You are on page 1of 3

Democracy Dies in Darkness

European museums may loan back some works


stolen from former colonies
By James McAuley and Rick Noack

August 17, 2018 at 12:34 p.m. GMT+2

PARIS — Nearly every Western European capital has a massive, monolithic museum designed to project an image of
national might and instill ordinary citizens with patriotic pride through expansive collections that stretch across time
and place.

In the seats of former colonial powers, these caverns of culture also reflect contested periods of history. They feature
items acquired in dubious circumstances or plundered outright. And although the empires have long since collapsed,
the objects have remained.

Now, after decades of silence and even obfuscation on the part of many European governments, some of the
continent’s leading cultural institutions are beginning to reevaluate colonial-era artifacts and, in some cases, discuss
returning them to their countries of origin — under certain terms.

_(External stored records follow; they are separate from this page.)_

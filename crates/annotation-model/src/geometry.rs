//! Curve and hit-testing geometry for freehand strokes
//!
//! Pure functions only. The raster renderer and the PDF writer both consume
//! the [`StrokeSegment`] lists produced here, so a stroke has the same shape
//! on screen and in the saved document.

use crate::types::{PagePoint, Point, Stroke};

/// Catmull-Rom tension used when deriving Bezier control points
pub const CATMULL_ROM_TENSION: f32 = 1.0;

/// Shape of a single path segment
#[derive(Debug, Clone, Copy, PartialEq)]
pub enum SegmentShape {
    Line,
    Quad { ctrl: PagePoint },
    Cubic { ctrl1: PagePoint, ctrl2: PagePoint },
}

/// One drawable piece of a stroke path
#[derive(Debug, Clone, Copy, PartialEq)]
pub struct StrokeSegment {
    pub from: PagePoint,
    pub to: PagePoint,
    pub shape: SegmentShape,
    /// Line width for this segment, already pressure-scaled
    pub width: f32,
}

impl StrokeSegment {
    /// Control points of the equivalent cubic Bezier, or `None` for a line.
    ///
    /// Quadratics are degree-elevated: each control sits 2/3 of the way from
    /// its end point to the quadratic control.
    pub fn cubic_controls(&self) -> Option<(PagePoint, PagePoint)> {
        match self.shape {
            SegmentShape::Line => None,
            SegmentShape::Cubic { ctrl1, ctrl2 } => Some((ctrl1, ctrl2)),
            SegmentShape::Quad { ctrl } => {
                let toward = |end: PagePoint| {
                    PagePoint::new(
                        end.x + (ctrl.x - end.x) * 2.0 / 3.0,
                        end.y + (ctrl.y - end.y) * 2.0 / 3.0,
                    )
                };
                Some((toward(self.from), toward(self.to)))
            }
        }
    }
}

/// Width of a segment between two samples: `base × avgPressure × 2`
pub fn pressure_width(base_size: f32, a: &Point, b: &Point) -> f32 {
    base_size * ((a.pressure + b.pressure) / 2.0) * 2.0
}

/// Smooth path through every sample.
///
/// Two points give a straight segment. Three or more give one cubic Bezier
/// per pair of neighbours, with control points taken from the Catmull-Rom
/// tangents so the curve is continuous through all samples. Each segment
/// carries its own pressure-derived width.
pub fn smooth_segments(points: &[Point], base_size: f32) -> Vec<StrokeSegment> {
    match points.len() {
        0 | 1 => Vec::new(),
        2 => vec![StrokeSegment {
            from: points[0].position(),
            to: points[1].position(),
            shape: SegmentShape::Line,
            width: pressure_width(base_size, &points[0], &points[1]),
        }],
        len => {
            let mut segments = Vec::with_capacity(len - 1);
            for i in 0..len - 1 {
                let p0 = points[i.saturating_sub(1)].position();
                let p1 = points[i].position();
                let p2 = points[i + 1].position();
                let p3 = points[(i + 2).min(len - 1)].position();

                let k = CATMULL_ROM_TENSION / 6.0;
                let ctrl1 = PagePoint::new(p1.x + (p2.x - p0.x) * k, p1.y + (p2.y - p0.y) * k);
                let ctrl2 = PagePoint::new(p2.x - (p3.x - p1.x) * k, p2.y - (p3.y - p1.y) * k);

                segments.push(StrokeSegment {
                    from: p1,
                    to: p2,
                    shape: SegmentShape::Cubic { ctrl1, ctrl2 },
                    width: pressure_width(base_size, &points[i], &points[i + 1]),
                });
            }
            segments
        }
    }
}

/// Cheap continuous path for the stroke still being drawn.
///
/// Quadratic curves through segment midpoints, one width for the whole path
/// (from the mean pressure). Returned segments are contiguous.
pub fn quick_segments(points: &[Point], base_size: f32) -> Vec<StrokeSegment> {
    if points.len() < 2 {
        return Vec::new();
    }

    let mean_pressure = points.iter().map(|p| p.pressure).sum::<f32>() / points.len() as f32;
    let width = base_size * mean_pressure * 2.0;

    if points.len() == 2 {
        return vec![StrokeSegment {
            from: points[0].position(),
            to: points[1].position(),
            shape: SegmentShape::Line,
            width,
        }];
    }

    let mut segments = Vec::with_capacity(points.len());
    let mut cursor = points[0].position();
    for window in points[1..].windows(2) {
        let ctrl = window[0].position();
        let mid = ctrl.midpoint(&window[1].position());
        let shape = SegmentShape::Quad { ctrl };
        segments.push(StrokeSegment { from: cursor, to: mid, shape, width });
        cursor = mid;
    }
    if let Some(last) = points.last() {
        segments.push(StrokeSegment {
            from: cursor,
            to: last.position(),
            shape: SegmentShape::Line,
            width,
        });
    }
    segments
}

/// Straight polyline through every sample, used for whiteout strokes
pub fn polyline_segments(points: &[Point], width: f32) -> Vec<StrokeSegment> {
    points
        .windows(2)
        .map(|pair| StrokeSegment {
            from: pair[0].position(),
            to: pair[1].position(),
            shape: SegmentShape::Line,
            width,
        })
        .collect()
}

/// Distance from `point` to the segment `start..end`
pub fn distance_to_segment(point: &PagePoint, start: &PagePoint, end: &PagePoint) -> f32 {
    let dx = end.x - start.x;
    let dy = end.y - start.y;
    let length_sq = dx * dx + dy * dy;

    if length_sq < 1e-6 {
        return point.distance_to(start);
    }

    let t = (((point.x - start.x) * dx + (point.y - start.y) * dy) / length_sq).clamp(0.0, 1.0);
    point.distance_to(&PagePoint::new(start.x + t * dx, start.y + t * dy))
}

/// Distance from `point` to a polyline. A single-sample polyline is a point.
pub fn distance_to_polyline(point: &PagePoint, polyline: &[PagePoint]) -> f32 {
    match polyline {
        [] => f32::INFINITY,
        [only] => point.distance_to(only),
        _ => polyline
            .windows(2)
            .map(|pair| distance_to_segment(point, &pair[0], &pair[1]))
            .chain(polyline.iter().map(|vertex| point.distance_to(vertex)))
            .fold(f32::INFINITY, f32::min),
    }
}

/// Whether the pointer lies strictly inside a stroke's erase radius.
///
/// The radius is `tolerance + size / 2` around every sample; a pointer
/// exactly on the radius does not hit.
pub fn stroke_hit(stroke: &Stroke, pointer: &PagePoint, tolerance: f32) -> bool {
    let radius = tolerance + stroke.size() / 2.0;
    stroke.points().iter().any(|p| p.position().distance_to(pointer) < radius)
}

/// First stroke (in draw order) hit by the pointer
pub fn hit_test_strokes<'a>(
    strokes: &'a [Stroke],
    pointer: &PagePoint,
    tolerance: f32,
) -> Option<&'a Stroke> {
    strokes.iter().find(|stroke| stroke_hit(stroke, pointer, tolerance))
}

/// Result of running an erase path over one stroke
#[derive(Debug, Clone, PartialEq)]
pub enum StrokeSplit {
    /// No sample was inside the erase radius
    Untouched,
    /// Surviving runs of two or more samples, each a new stroke
    Fragments(Vec<Stroke>),
}

/// Split one stroke along an erase path.
///
/// A sample is erased when it lies strictly closer than
/// `eraser_size + stroke.size / 2` to the erase polyline. Contiguous
/// surviving runs of at least two samples become fresh strokes; shorter runs
/// are dropped.
pub fn split_stroke(stroke: &Stroke, erase_path: &[PagePoint], eraser_size: f32) -> StrokeSplit {
    if erase_path.is_empty() {
        return StrokeSplit::Untouched;
    }

    let radius = eraser_size + stroke.size() / 2.0;
    let erased: Vec<bool> = stroke
        .points()
        .iter()
        .map(|p| distance_to_polyline(&p.position(), erase_path) < radius)
        .collect();

    if !erased.iter().any(|&e| e) {
        return StrokeSplit::Untouched;
    }

    let mut fragments = Vec::new();
    let mut run: Vec<Point> = Vec::new();
    for (point, erased) in stroke.points().iter().zip(erased) {
        if erased {
            if let Some(fragment) = stroke.fragment(std::mem::take(&mut run)) {
                fragments.push(fragment);
            }
        } else {
            run.push(*point);
        }
    }
    if let Some(fragment) = stroke.fragment(run) {
        fragments.push(fragment);
    }

    StrokeSplit::Fragments(fragments)
}

/// Apply an area erase to a page's strokes.
///
/// Returns `None` when nothing was erased; otherwise the replacement list in
/// the original draw order, with untouched strokes kept as they were.
pub fn erase_along_path(
    strokes: &[Stroke],
    erase_path: &[PagePoint],
    eraser_size: f32,
) -> Option<Vec<Stroke>> {
    let mut changed = false;
    let mut result = Vec::with_capacity(strokes.len());

    for stroke in strokes {
        match split_stroke(stroke, erase_path, eraser_size) {
            StrokeSplit::Untouched => result.push(stroke.clone()),
            StrokeSplit::Fragments(fragments) => {
                changed = true;
                result.extend(fragments);
            }
        }
    }

    changed.then_some(result)
}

The accelerated push began with French President Emmanuel Macron, who proclaimed while in Burkina Faso in
November that France would work toward the “temporary or permanent restitution of African heritage to Africa.”

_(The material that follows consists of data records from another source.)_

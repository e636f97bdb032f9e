use crate::types::{Rgb, StrokeTool};
use serde::{Deserialize, Serialize};

#[derive(Debug, Clone, Copy, PartialEq, Eq, PartialOrd, Ord, Hash, Serialize, Deserialize)]
#[serde(rename_all = "snake_case")]
pub enum Tool {
    Select,
    Pen,
    Highlighter,
    Eraser,
}

#[derive(Debug, Clone, Copy, PartialEq, Eq, Hash, Serialize, Deserialize)]
#[serde(rename_all = "snake_case")]
pub enum EraserMode {
    Area,
    Stroke,
    Whiteout,
}

/// What a pointer-down starts for a given tool configuration
#[derive(Debug, Clone, Copy, PartialEq, Eq)]
pub enum GestureKind {
    /// Selection is handled by the host; the surface ignores the pointer
    None,
    Draw(StrokeTool),
    EraseStroke,
    EraseArea,
}

/// Active tool and style, set by the host
#[derive(Debug, Clone, Copy, PartialEq, Serialize, Deserialize)]
#[serde(default)]
pub struct ToolSettings {
    pub tool: Tool,
    pub eraser_mode: EraserMode,
    pub color: Rgb,
    pub size: f32,
}

impl Default for ToolSettings {
    fn default() -> Self {
        Self { tool: Tool::Pen, eraser_mode: EraserMode::Area, color: Rgb::BLACK, size: 2.0 }
    }
}

impl ToolSettings {
    pub fn gesture(&self) -> GestureKind {
        match (self.tool, self.eraser_mode) {
            (Tool::Select, _) => GestureKind::None,
            (Tool::Pen, _) => GestureKind::Draw(StrokeTool::Pen),
            (Tool::Highlighter, _) => GestureKind::Draw(StrokeTool::Highlighter),
            (Tool::Eraser, EraserMode::Area) => GestureKind::EraseArea,
            (Tool::Eraser, EraserMode::Stroke) => GestureKind::EraseStroke,
            (Tool::Eraser, EraserMode::Whiteout) => GestureKind::Draw(StrokeTool::Whiteout),
        }
    }

    /// Size clamped to something drawable
    pub fn effective_size(&self) -> f32 {
        if self.size.is_finite() && self.size > 0.0 {
            self.size
        } else {
            ToolSettings::default().size
        }
    }
}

As recently as March 2017, France had rejected efforts by Benin to reclaim thousands of objects looted in the 1890s
from what was then the Kingdom of Dahomey — including royal thrones, scepters and statues on display at the Musée
du Quai Branly in Paris. “The goods you mention have been integrated for a long time, some for more than a century,
into the public assets of the French state,” the government insisted in a communique obtained by France’s Libération
newspaper. “Their restitution is not possible.”

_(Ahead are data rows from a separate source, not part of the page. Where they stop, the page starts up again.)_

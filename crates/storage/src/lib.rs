//! On-disk tool preferences for the host application
//!
//! The annotation engine itself keeps no preferences. Hosts that want the
//! last-used tools back on the next launch record every settings change
//! here and read them back at startup.

mod preferences;

pub use preferences::{ToolPreferences, ToolStyle};

use annotation_model::ToolSettings;
use directories::ProjectDirs;
use serde::{Deserialize, Serialize};
use std::fs;
use std::io;
use std::path::{Path, PathBuf};

const PREFERENCES_FILE: &str = "tool-preferences.json";
const PREFERENCES_SCHEMA: u32 = 2;

#[derive(Debug, thiserror::Error)]
pub enum StorageError {
    #[error("no per-user data directory is available on this platform")]
    NoDataDirectory,
    #[error("{}: {source}", path.display())]
    Io {
        path: PathBuf,
        #[source]
        source: io::Error,
    },
    #[error("{} is not a valid preferences file: {source}", path.display())]
    Corrupt {
        path: PathBuf,
        #[source]
        source: serde_json::Error,
    },
    #[error("failed to encode preferences: {0}")]
    Encode(#[source] serde_json::Error),
}

#[derive(Serialize, Deserialize)]
struct StoredPreferences {
    schema: u32,
    #[serde(flatten)]
    preferences: ToolPreferences,
}

/// Tool preferences file in a directory
#[derive(Debug, Clone)]
pub struct PreferenceStore {
    dir: PathBuf,
}

impl PreferenceStore {
    /// Store under the platform's per-user local data directory
    pub fn for_current_user() -> Result<Self, StorageError> {
        let dirs = ProjectDirs::from("dev", "Marginalia", "Marginalia")
            .ok_or(StorageError::NoDataDirectory)?;
        Ok(Self::in_dir(dirs.data_local_dir()))
    }

    pub fn in_dir(dir: impl Into<PathBuf>) -> Self {
        Self { dir: dir.into() }
    }

    pub fn path(&self) -> PathBuf {
        self.dir.join(PREFERENCES_FILE)
    }

    /// Read stored preferences.
    ///
    /// A missing file, or one written with another schema, gives defaults.
    pub fn load(&self) -> Result<ToolPreferences, StorageError> {
        let path = self.path();
        let bytes = match fs::read(&path) {
            Ok(bytes) => bytes,
            Err(err) if err.kind() == io::ErrorKind::NotFound => {
                return Ok(ToolPreferences::default());
            }
            Err(source) => return Err(StorageError::Io { path, source }),
        };

        let stored: serde_json::Value = serde_json::from_slice(&bytes)
            .map_err(|source| StorageError::Corrupt { path: path.clone(), source })?;
        let schema = stored.get("schema").and_then(serde_json::Value::as_u64);
        if schema != Some(u64::from(PREFERENCES_SCHEMA)) {
            tracing::warn!(path = %path.display(), ?schema, "discarding tool preferences");
            return Ok(ToolPreferences::default());
        }

        let stored: StoredPreferences = serde_json::from_value(stored)
            .map_err(|source| StorageError::Corrupt { path, source })?;
        Ok(stored.preferences)
    }

    /// Replace the stored preferences.
    ///
    /// The file is written beside its final path and renamed over it, so a
    /// reader sees either the old contents or the new ones.
    pub fn save(&self, preferences: &ToolPreferences) -> Result<(), StorageError> {
        let stored =
            StoredPreferences { schema: PREFERENCES_SCHEMA, preferences: preferences.clone() };
        let bytes = serde_json::to_vec_pretty(&stored).map_err(StorageError::Encode)?;

        fs::create_dir_all(&self.dir).map_err(io_error(&self.dir))?;
        let path = self.path();
        let staging = path.with_extension("json.tmp");
        fs::write(&staging, bytes).map_err(io_error(&staging))?;
        fs::rename(&staging, &path).map_err(io_error(&path))?;
        tracing::debug!(path = %path.display(), active = ?preferences.active, "preferences saved");
        Ok(())
    }

    /// Fold `settings` into the stored preferences and write them back
    pub fn record(&self, settings: &ToolSettings) -> Result<ToolPreferences, StorageError> {
        let mut preferences = self.load()?;
        preferences.remember(settings);
        self.save(&preferences)?;
        Ok(preferences)
    }
}

fn io_error(path: &Path) -> impl FnOnce(io::Error) -> StorageError {
    let path = path.to_path_buf();
    move |source| StorageError::Io { path, source }
}

#[cfg(test)]
mod tests {
    use super::*;
    use annotation_model::{EraserMode, Rgb, Tool};

    fn store() -> (tempfile::TempDir, PreferenceStore) {
        let temp = tempfile::tempdir().expect("temp dir should be created");
        let store = PreferenceStore::in_dir(temp.path().join("prefs"));
        (temp, store)
    }

    #[test]
    fn recorded_styles_are_kept_per_tool() {
        let (_temp, store) = store();
        store
            .record(&ToolSettings { color: Rgb::RED, size: 4.0, ..ToolSettings::default() })
            .expect("record pen");
        store
            .record(&ToolSettings {
                tool: Tool::Eraser,
                eraser_mode: EraserMode::Stroke,
                size: 25.0,
                ..ToolSettings::default()
            })
            .expect("record eraser");

        let mut loaded = store.load().expect("load should succeed");
        assert_eq!(loaded.settings().tool, Tool::Eraser);
        assert_eq!(loaded.settings().eraser_mode, EraserMode::Stroke);
        assert_eq!(loaded.settings().size, 25.0);

        let pen = loaded.switch_to(Tool::Pen);
        assert_eq!((pen.color, pen.size), (Rgb::RED, 4.0));
        assert!(!store.path().with_extension("json.tmp").exists());
    }

    #[test]
    fn missing_file_gives_defaults() {
        let (_temp, store) = store();

        assert_eq!(store.load().expect("load should succeed"), ToolPreferences::default());
    }

    #[test]
    fn other_schemas_are_discarded() {
        let (temp, store) = store();
        fs::create_dir_all(temp.path().join("prefs")).expect("create dir");
        fs::write(store.path(), br#"{"schema":1,"active":"eraser","styles":{}}"#)
            .expect("write should succeed");

        assert_eq!(store.load().expect("load should succeed"), ToolPreferences::default());
    }

    #[test]
    fn unreadable_json_reports_the_file() {
        let (temp, store) = store();
        fs::create_dir_all(temp.path().join("prefs")).expect("create dir");
        fs::write(store.path(), b"{not json").expect("write");

        let err = store.load().expect_err("corrupt file");
        assert!(matches!(&err, StorageError::Corrupt { path, .. } if *path == store.path()));
        assert!(err.to_string().contains(PREFERENCES_FILE));
    }

    #[test]
    fn stored_file_names_tools() {
        let (_temp, store) = store();
        store
            .record(&ToolSettings {
                tool: Tool::Highlighter,
                color: Rgb::YELLOW,
                ..ToolSettings::default()
            })
            .expect("record");

        let json: serde_json::Value =
            serde_json::from_slice(&fs::read(store.path()).expect("read")).expect("json");
        assert_eq!(json["schema"], 2);
        assert_eq!(json["active"], "highlighter");
        assert_eq!(json["styles"]["highlighter"]["color"], "#FFEB3B");
    }
}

Macron, elected in May 2017, signaled a shift. “I cannot accept that a large part of cultural heritage from several
African countries is in France,” he said. “African heritage cannot just be in European private collections and
museums.”

There is similar discomfort within Britain. The Victoria and Albert Museum in April staged an exhibit of objects —
including a gold crown and chalice — taken by the British army from Ethiopia in 1868. “Even at the time, this episode
was regarded as a shameful one,” the museum noted. Ethiopia filed a claim for the artifacts in 2008. This year, the
V&A director floated returning the objects under a long-term loan agreement.

Germany, too, has joined the reevaluation and restitution push. The German Lost Art Foundation, established to
support investigations of Nazi-looted art, announced in April that it would expand its mandate to include artifacts
from former colonies. In May, the German museums association released a code of conduct to guide the research and
possible restitution of colonial-era objects. For 2019, Germany has set aside $3.5 million to help museums determine
the origins of possibly illegal or illegitimate artifacts.

“The colonial era has been a blind spot in our culture of remembrance for too long,” the culture minister wrote in a
/
statement.

Meanwhile, a consortium of European museums known as the Benin Dialogue Group has been discussing rotating
loans to Benin City, Nigeria, of artifacts looted by the British army.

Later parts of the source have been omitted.